▶ [DATA]
//! Ingestion pipeline around the schema engine.
//!
//! Raw files are read into structured values and fed to the schema evolver;
//! every processed document is recorded in SQLite.

pub mod extractor;
pub mod readers;
pub mod store;
pub mod types;

#[cfg(test)]
mod tests;

pub use extractor::Extractor;
pub use readers::FileKind;
pub use store::SqliteStore;
pub use types::{RunStats, StoreStats, VersionCount};

use std::path::Path;
use std::sync::{Arc, Mutex};
use std::time::{Duration, Instant};

use strata_core::{AppConfig, AppError, AppResult};
use strata_schema::{
    infer, Evolution, ProcessedDocument, SchemaEvolver, SchemaNode, SchemaStore, StoreError, Value,
};
use tracing::Instrument;

/// The evolver shared with blocking store tasks. The mutex is the single
/// writer boundary: at most one `evolve` runs at a time.
type SharedEvolver = Arc<Mutex<SchemaEvolver<SqliteStore>>>;

/// What happened to one input file.
#[derive(Debug)]
enum Outcome {
    Processed(Evolution),
    Skipped,
}

/// Run the pipeline once over the raw directory.
///
/// Per-document failures are logged and counted; the file stays in place so
/// the next run retries it. Only setup failures (invalid config, store not
/// openable) abort the run.
pub async fn run(config: &AppConfig) -> AppResult<RunStats> {
    let start = Instant::now();
    config.validate()?;

    let extractor = Extractor::new(
        config.raw_path(),
        config.processed_path(),
        config.error_path(),
    );
    let store = SqliteStore::open(&config.database_path())?;
    let evolver: SharedEvolver = Arc::new(Mutex::new(SchemaEvolver::new(store)));
    let timeout = Duration::from_secs(config.store_timeout_secs);

    tracing::info!("Starting pipeline run over {:?}", extractor.raw_dir());

    let files = extractor.discover_files();
    let mut stats = RunStats {
        discovered: files.len(),
        ..Default::default()
    };

    if files.is_empty() {
        tracing::info!("No new files found in {:?}", extractor.raw_dir());
    }

    for path in files {
        let span = tracing::debug_span!("document", file = %path.display());
        let outcome = process_file(
            &extractor,
            &evolver,
            &path,
            timeout,
            config.quarantine_unparseable,
        )
        .instrument(span)
        .await;

        match outcome {
            Ok(Outcome::Processed(evolution)) => {
                stats.processed += 1;
                if evolution.changed {
                    stats.versions_created += 1;
                }
            }
            Ok(Outcome::Skipped) => stats.skipped += 1,
            Err(e) => {
                tracing::error!("Failed to process {:?}: {}", path, e);
                stats.failed += 1;
            }
        }
    }

    stats.latest_version = lock(&evolver)?.cached().map(|v| v.version);
    stats.duration_secs = start.elapsed().as_secs_f64();

    tracing::info!(
        "Pipeline run complete: {} processed, {} skipped, {} failed, {} new schema versions",
        stats.processed,
        stats.skipped,
        stats.failed,
        stats.versions_created
    );

    Ok(stats)
}

async fn process_file(
    extractor: &Extractor,
    evolver: &SharedEvolver,
    path: &Path,
    timeout: Duration,
    quarantine_unparseable: bool,
) -> AppResult<Outcome> {
    let (kind, content) = extractor.read_file(path)?;

    let Some(data) = readers::parse(kind, &content, path) else {
        tracing::warn!("Skipping {:?}, no structured data", path);
        if quarantine_unparseable {
            extractor.move_file(path, true)?;
        }
        return Ok(Outcome::Skipped);
    };

    let source_file = path
        .file_name()
        .map(|n| n.to_string_lossy().to_string())
        .unwrap_or_default();
    let evolution = evolve_and_record(evolver, source_file, data, timeout).await?;

    tracing::info!("{:?} conforms to schema version {}", path, evolution.version);
    extractor.move_file(path, false)?;
    Ok(Outcome::Processed(evolution))
}

/// Evolve the schema with `data` and persist the processed record, off the
/// async runtime and bounded by `timeout`.
async fn evolve_and_record(
    evolver: &SharedEvolver,
    source_file: String,
    data: Value,
    timeout: Duration,
) -> AppResult<Evolution> {
    let evolver = Arc::clone(evolver);
    let task = tokio::task::spawn_blocking(move || -> AppResult<Evolution> {
        let mut evolver = lock(&evolver)?;
        let evolution = evolver.evolve(&data).map_err(store_error)?;

        let record = ProcessedDocument::new(source_file, evolution.version, data);
        evolver
            .store()
            .save_processed_document(&record)
            .map_err(store_error)?;
        Ok(evolution)
    });

    let joined = tokio::time::timeout(timeout, task).await.map_err(|_| {
        AppError::Pipeline(format!("Store call timed out after {}s", timeout.as_secs()))
    })?;
    joined.map_err(|e| AppError::Pipeline(format!("Store task failed: {}", e)))?
}

fn lock<T>(mutex: &Mutex<T>) -> AppResult<std::sync::MutexGuard<'_, T>> {
    mutex
        .lock()
        .map_err(|_| AppError::Pipeline("Schema evolver lock poisoned".to_string()))
}

fn store_error(err: StoreError) -> AppError {
    AppError::Store(err.to_string())
}

/// Read a single file and infer its schema, without touching the store.
///
/// Returns `None` when no reader handles the file.
pub fn infer_file(path: &Path) -> AppResult<Option<SchemaNode>> {
    if !path.is_file() {
        return Err(AppError::Parse(format!("Not a file: {:?}", path)));
    }

    let kind = FileKind::from_path(path);
    let content = std::fs::read(path)?;
    Ok(readers::parse(kind, &content, path).map(|value| infer(&value)))
}

/// Open the configured store for read-only inspection.
///
/// Fails instead of creating an empty database when none exists yet.
pub fn open_store(config: &AppConfig) -> AppResult<SqliteStore> {
    let path = config.database_path();
    if !path.exists() {
        return Err(AppError::Store(format!(
            "No store at {:?}; run `strata run` first",
            path
        )));
    }
    SqliteStore::open(&path)
}

/// Processed-record counts per schema version.
pub fn store_stats(store: &SqliteStore) -> AppResult<StoreStats> {
    let versions = store.list_schema_versions().map_err(store_error)?;
    let processed_documents = store.count_processed_documents().map_err(store_error)?;
    let documents_by_version = store
        .processed_counts_by_version()
        .map_err(store_error)?
        .into_iter()
        .map(|(version, documents)| VersionCount { version, documents })
        .collect();

    Ok(StoreStats {
        schema_versions: versions.len(),
        processed_documents,
        documents_by_version,
    })
}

▶ [THE PROBLEM]
Return the entries in full, keeping every line exactly as it is.

▶ [TASK RESPONSE]
//! Ingestion pipeline around the schema engine.
//!
//! Raw files are read into structured values and fed to the schema evolver;
//! every processed document is recorded in SQLite.

pub mod extractor;
pub mod readers;
pub mod store;
pub mod types;

#[cfg(test)]
mod tests;

pub use extractor::Extractor;
pub use readers::FileKind;
pub use store::SqliteStore;
pub use types::{RunStats, StoreStats, VersionCount};

use std::path::Path;
use std::sync::{Arc, Mutex};
use std::time::{Duration, Instant};

use strata_core::{AppConfig, AppError, AppResult};
use strata_schema::{
    infer, Evolution, ProcessedDocument, SchemaEvolver, SchemaNode, SchemaStore, StoreError, Value,
};
use tracing::Instrument;

/// The evolver shared with blocking store tasks. The mutex is the single
/// writer boundary: at most one `evolve` runs at a time.
type SharedEvolver = Arc<Mutex<SchemaEvolver<SqliteStore>>>;

/// What happened to one input file.
#[derive(Debug)]
enum Outcome {
    Processed(Evolution),
    Skipped,
}

/// Run the pipeline once over the raw directory.
///
/// Per-document failures are logged and counted; the file stays in place so
/// the next run retries it. Only setup failures (invalid config, store not
/// openable) abort the run.
pub async fn run(config: &AppConfig) -> AppResult<RunStats> {
    let start = Instant::now();
    config.validate()?;

    let extractor = Extractor::new(
        config.raw_path(),
        config.processed_path(),
        config.error_path(),
    );
    let store = SqliteStore::open(&config.database_path())?;
    let evolver: SharedEvolver = Arc::new(Mutex::new(SchemaEvolver::new(store)));
    let timeout = Duration::from_secs(config.store_timeout_secs);

    tracing::info!("Starting pipeline run over {:?}", extractor.raw_dir());

    let files = extractor.discover_files();
    let mut stats = RunStats {
        discovered: files.len(),
        ..Default::default()
    };

    if files.is_empty() {
        tracing::info!("No new files found in {:?}", extractor.raw_dir());
    }

    for path in files {
        let span = tracing::debug_span!("document", file = %path.display());
        let outcome = process_file(
            &extractor,
            &evolver,
            &path,
            timeout,
            config.quarantine_unparseable,
        )
        .instrument(span)
        .await;

        match outcome {
            Ok(Outcome::Processed(evolution)) => {
                stats.processed += 1;
                if evolution.changed {
                    stats.versions_created += 1;
                }
            }
            Ok(Outcome::Skipped) => stats.skipped += 1,
            Err(e) => {
                tracing::error!("Failed to process {:?}: {}", path, e);
                stats.failed += 1;
            }
        }
    }

    stats.latest_version = lock(&evolver)?.cached().map(|v| v.version);
    stats.duration_secs = start.elapsed().as_secs_f64();

    tracing::info!(
        "Pipeline run complete: {} processed, {} skipped, {} failed, {} new schema versions",
        stats.processed,
        stats.skipped,
        stats.failed,
        stats.versions_created
    );

    Ok(stats)
}

async fn process_file(
    extractor: &Extractor,
    evolver: &SharedEvolver,
    path: &Path,
    timeout: Duration,
    quarantine_unparseable: bool,
) -> AppResult<Outcome> {
    let (kind, content) = extractor.read_file(path)?;

    let Some(data) = readers::parse(kind, &content, path) else {
        tracing::warn!("Skipping {:?}, no structured data", path);
        if quarantine_unparseable {
            extractor.move_file(path, true)?;
        }
        return Ok(Outcome::Skipped);
    };

    let source_file = path
        .file_name()
        .map(|n| n.to_string_lossy().to_string())
        .unwrap_or_default();
    let evolution = evolve_and_record(evolver, source_file, data, timeout).await?;

    tracing::info!("{:?} conforms to schema version {}", path, evolution.version);
    extractor.move_file(path, false)?;
    Ok(Outcome::Processed(evolution))
}

/// Evolve the schema with `data` and persist the processed record, off the
/// async runtime and bounded by `timeout`.
async fn evolve_and_record(
    evolver: &SharedEvolver,
    source_file: String,
    data: Value,
    timeout: Duration,
) -> AppResult<Evolution> {
    let evolver = Arc::clone(evolver);
    let task = tokio::task::spawn_blocking(move || -> AppResult<Evolution> {
        let mut evolver = lock(&evolver)?;
        let evolution = evolver.evolve(&data).map_err(store_error)?;

        let record = ProcessedDocument::new(source_file, evolution.version, data);
        evolver
            .store()
            .save_processed_document(&record)
            .map_err(store_error)?;
        Ok(evolution)
    });

    let joined = tokio::time::timeout(timeout, task).await.map_err(|_| {
        AppError::Pipeline(format!("Store call timed out after {}s", timeout.as_secs()))
    })?;
    joined.map_err(|e| AppError::Pipeline(format!("Store task failed: {}", e)))?
}

fn lock<T>(mutex: &Mutex<T>) -> AppResult<std::sync::MutexGuard<'_, T>> {
    mutex
        .lock()
        .map_err(|_| AppError::Pipeline("Schema evolver lock poisoned".to_string()))
}

fn store_error(err: StoreError) -> AppError {
    AppError::Store(err.to_string())
}

/// Read a single file and infer its schema, without touching the store.
///
/// Returns `None` when no reader handles the file.
pub fn infer_file(path: &Path) -> AppResult<Option<SchemaNode>> {
    if !path.is_file() {
        return Err(AppError::Parse(format!("Not a file: {:?}", path)));
    }

    let kind = FileKind::from_path(path);
    let content = std::fs::read(path)?;
    Ok(readers::parse(kind, &content, path).map(|value| infer(&value)))
}

/// Open the configured store for read-only inspection.
///
/// Fails instead of creating an empty database when none exists yet.
pub fn open_store(config: &AppConfig) -> AppResult<SqliteStore> {
    let path = config.database_path();
    if !path.exists() {
        return Err(AppError::Store(format!(
            "No store at {:?}; run `strata run` first",
            path
        )));
    }
    SqliteStore::open(&path)
}

/// Processed-record counts per schema version.
pub fn store_stats(store: &SqliteStore) -> AppResult<StoreStats> {
    let versions = store.list_schema_versions().map_err(store_error)?;
    let processed_documents = store.count_processed_documents().map_err(store_error)?;
    let documents_by_version = store
        .processed_counts_by_version()
        .map_err(store_error)?
        .into_iter()
        .map(|(version, documents)| VersionCount { version, documents })
        .collect();

    Ok(StoreStats {
        schema_versions: versions.len(),
        processed_documents,
        documents_by_version,
    })
}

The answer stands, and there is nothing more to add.